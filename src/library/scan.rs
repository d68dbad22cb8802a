use std::path::{Path, PathBuf};
use std::time::Duration;

use lofty::prelude::{Accessor, AudioFile, TaggedFileExt};
use tracing::{debug, info};
use walkdir::WalkDir;

use crate::config::LibrarySettings;

use super::display::display_from_fields;
use super::model::Track;

fn is_audio_file(path: &Path, settings: &LibrarySettings) -> bool {
    let Some(ext) = path.extension().and_then(|s| s.to_str()) else {
        return false;
    };
    settings
        .extensions
        .iter()
        .map(|e| e.trim().trim_start_matches('.'))
        .any(|e| !e.is_empty() && e.eq_ignore_ascii_case(ext))
}

fn is_hidden(path: &Path) -> bool {
    path.file_name()
        .and_then(|s| s.to_str())
        .is_some_and(|name| name.starts_with('.'))
}

/// Split a tag's artist value on the separators taggers commonly use.
fn split_artists(raw: &str) -> Vec<String> {
    raw.split([';', '/'])
        .map(str::trim)
        .filter(|s| !s.is_empty())
        .map(str::to_string)
        .collect()
}

fn non_blank(v: &str) -> Option<String> {
    let v = v.trim();
    (!v.is_empty()).then(|| v.to_string())
}

/// What the file's tags and header say. Everything is optional.
#[derive(Default)]
struct Tags {
    title: Option<String>,
    artists: Vec<String>,
    album: Option<String>,
    duration: Option<Duration>,
}

fn read_tags(path: &Path) -> Tags {
    let tagged = match lofty::read_from_path(path) {
        Ok(t) => t,
        Err(e) => {
            debug!(path = %path.display(), error = %e, "no readable tags");
            return Tags::default();
        }
    };

    let mut tags = Tags {
        duration: Some(tagged.properties().duration()).filter(|d| !d.is_zero()),
        ..Tags::default()
    };
    if let Some(tag) = tagged.primary_tag().or_else(|| tagged.first_tag()) {
        tags.title = tag.title().as_deref().and_then(non_blank);
        tags.artists = tag.artist().as_deref().map(split_artists).unwrap_or_default();
        tags.album = tag.album().as_deref().and_then(non_blank);
    }
    tags
}

/// Local tracks use their path as both id and media locator and carry no artwork.
fn track_from_file(path: &Path, settings: &LibrarySettings) -> Track {
    let tags = read_tags(path);
    let name = tags.title.unwrap_or_else(|| {
        path.file_stem()
            .and_then(|s| s.to_str())
            .unwrap_or("UNKNOWN")
            .to_string()
    });
    let locator = path.display().to_string();
    let display = display_from_fields(
        &locator,
        &name,
        &tags.artists,
        tags.album.as_deref(),
        &settings.display_fields,
        &settings.display_separator,
    );

    Track {
        id: locator.clone(),
        name,
        artists: tags.artists,
        album: tags.album,
        media_url: locator,
        artwork_url: String::new(),
        duration: tags.duration,
        display,
    }
}

/// Audio files under `dir`, honouring the walk settings.
fn audio_files(dir: &Path, settings: &LibrarySettings) -> Vec<PathBuf> {
    let mut walker = WalkDir::new(dir).follow_links(settings.follow_links);
    // Non-recursive = only the root directory.
    let depth_cap = if settings.recursive {
        settings.max_depth
    } else {
        Some(1)
    };
    if let Some(d) = depth_cap {
        walker = walker.max_depth(d);
    }

    walker
        .into_iter()
        .filter_entry(|e| settings.include_hidden || e.depth() == 0 || !is_hidden(e.path()))
        .filter_map(Result::ok)
        .map(walkdir::DirEntry::into_path)
        .filter(|p| p.is_file() && is_audio_file(p, settings))
        .collect()
}

/// Walk `dir` and build a track for every audio file found, sorted by
/// display string.
pub fn scan(dir: &Path, settings: &LibrarySettings) -> Vec<Track> {
    let mut tracks: Vec<Track> = audio_files(dir, settings)
        .iter()
        .map(|p| track_from_file(p, settings))
        .collect();
    tracks.sort_by_cached_key(|t| t.display.to_lowercase());
    info!(dir = %dir.display(), count = tracks.len(), "library scanned");
    tracks
}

+ + + +

- Exercise prompt -
What's needed is every line of the listing, transcribed word for word.

- Output for this task -
filename src/library/scan.rs
repository d68dbad22cb8802a
use std::path::{Path, PathBuf};
use std::time::Duration;

use lofty::prelude::{Accessor, AudioFile, TaggedFileExt};
use tracing::{debug, info};
use walkdir::WalkDir;

use crate::config::LibrarySettings;

use super::display::display_from_fields;
use super::model::Track;

fn is_audio_file(path: &Path, settings: &LibrarySettings) -> bool {
    let Some(ext) = path.extension().and_then(|s| s.to_str()) else {
        return false;
    };
    settings
        .extensions
        .iter()
        .map(|e| e.trim().trim_start_matches('.'))
        .any(|e| !e.is_empty() && e.eq_ignore_ascii_case(ext))
}

fn is_hidden(path: &Path) -> bool {
    path.file_name()
        .and_then(|s| s.to_str())
        .is_some_and(|name| name.starts_with('.'))
}

/// Split a tag's artist value on the separators taggers commonly use.
fn split_artists(raw: &str) -> Vec<String> {
    raw.split([';', '/'])
        .map(str::trim)
        .filter(|s| !s.is_empty())
        .map(str::to_string)
        .collect()
}

fn non_blank(v: &str) -> Option<String> {
    let v = v.trim();
    (!v.is_empty()).then(|| v.to_string())
}

/// What the file's tags and header say. Everything is optional.
#[derive(Default)]
struct Tags {
    title: Option<String>,
    artists: Vec<String>,
    album: Option<String>,
    duration: Option<Duration>,
}

fn read_tags(path: &Path) -> Tags {
    let tagged = match lofty::read_from_path(path) {
        Ok(t) => t,
        Err(e) => {
            debug!(path = %path.display(), error = %e, "no readable tags");
            return Tags::default();
        }
    };

    let mut tags = Tags {
        duration: Some(tagged.properties().duration()).filter(|d| !d.is_zero()),
        ..Tags::default()
    };
    if let Some(tag) = tagged.primary_tag().or_else(|| tagged.first_tag()) {
        tags.title = tag.title().as_deref().and_then(non_blank);
        tags.artists = tag.artist().as_deref().map(split_artists).unwrap_or_default();
        tags.album = tag.album().as_deref().and_then(non_blank);
    }
    tags
}

/// Local tracks use their path as both id and media locator and carry no artwork.
fn track_from_file(path: &Path, settings: &LibrarySettings) -> Track {
    let tags = read_tags(path);
    let name = tags.title.unwrap_or_else(|| {
        path.file_stem()
            .and_then(|s| s.to_str())
            .unwrap_or("UNKNOWN")
            .to_string()
    });
    let locator = path.display().to_string();
    let display = display_from_fields(
        &locator,
        &name,
        &tags.artists,
        tags.album.as_deref(),
        &settings.display_fields,
        &settings.display_separator,
    );

    Track {
        id: locator.clone(),
        name,
        artists: tags.artists,
        album: tags.album,
        media_url: locator,
        artwork_url: String::new(),
        duration: tags.duration,
        display,
    }
}

/// Audio files under `dir`, honouring the walk settings.
fn audio_files(dir: &Path, settings: &LibrarySettings) -> Vec<PathBuf> {
    let mut walker = WalkDir::new(dir).follow_links(settings.follow_links);
    // Non-recursive = only the root directory.
    let depth_cap = if settings.recursive {
        settings.max_depth
    } else {
        Some(1)
    };
    if let Some(d) = depth_cap {
        walker = walker.max_depth(d);
    }

    walker
        .into_iter()
        .filter_entry(|e| settings.include_hidden || e.depth() == 0 || !is_hidden(e.path()))
        .filter_map(Result::ok)
        .map(walkdir::DirEntry::into_path)
        .filter(|p| p.is_file() && is_audio_file(p, settings))
        .collect()
}

/// Walk `dir` and build a track for every audio file found, sorted by
/// display string.
pub fn scan(dir: &Path, settings: &LibrarySettings) -> Vec<Track> {
    let mut tracks: Vec<Track> = audio_files(dir, settings)
        .iter()
        .map(|p| track_from_file(p, settings))
        .collect();
    tracks.sort_by_cached_key(|t| t.display.to_lowercase());
    info!(dir = %dir.display(), count = tracks.len(), "library scanned");
    tracks
}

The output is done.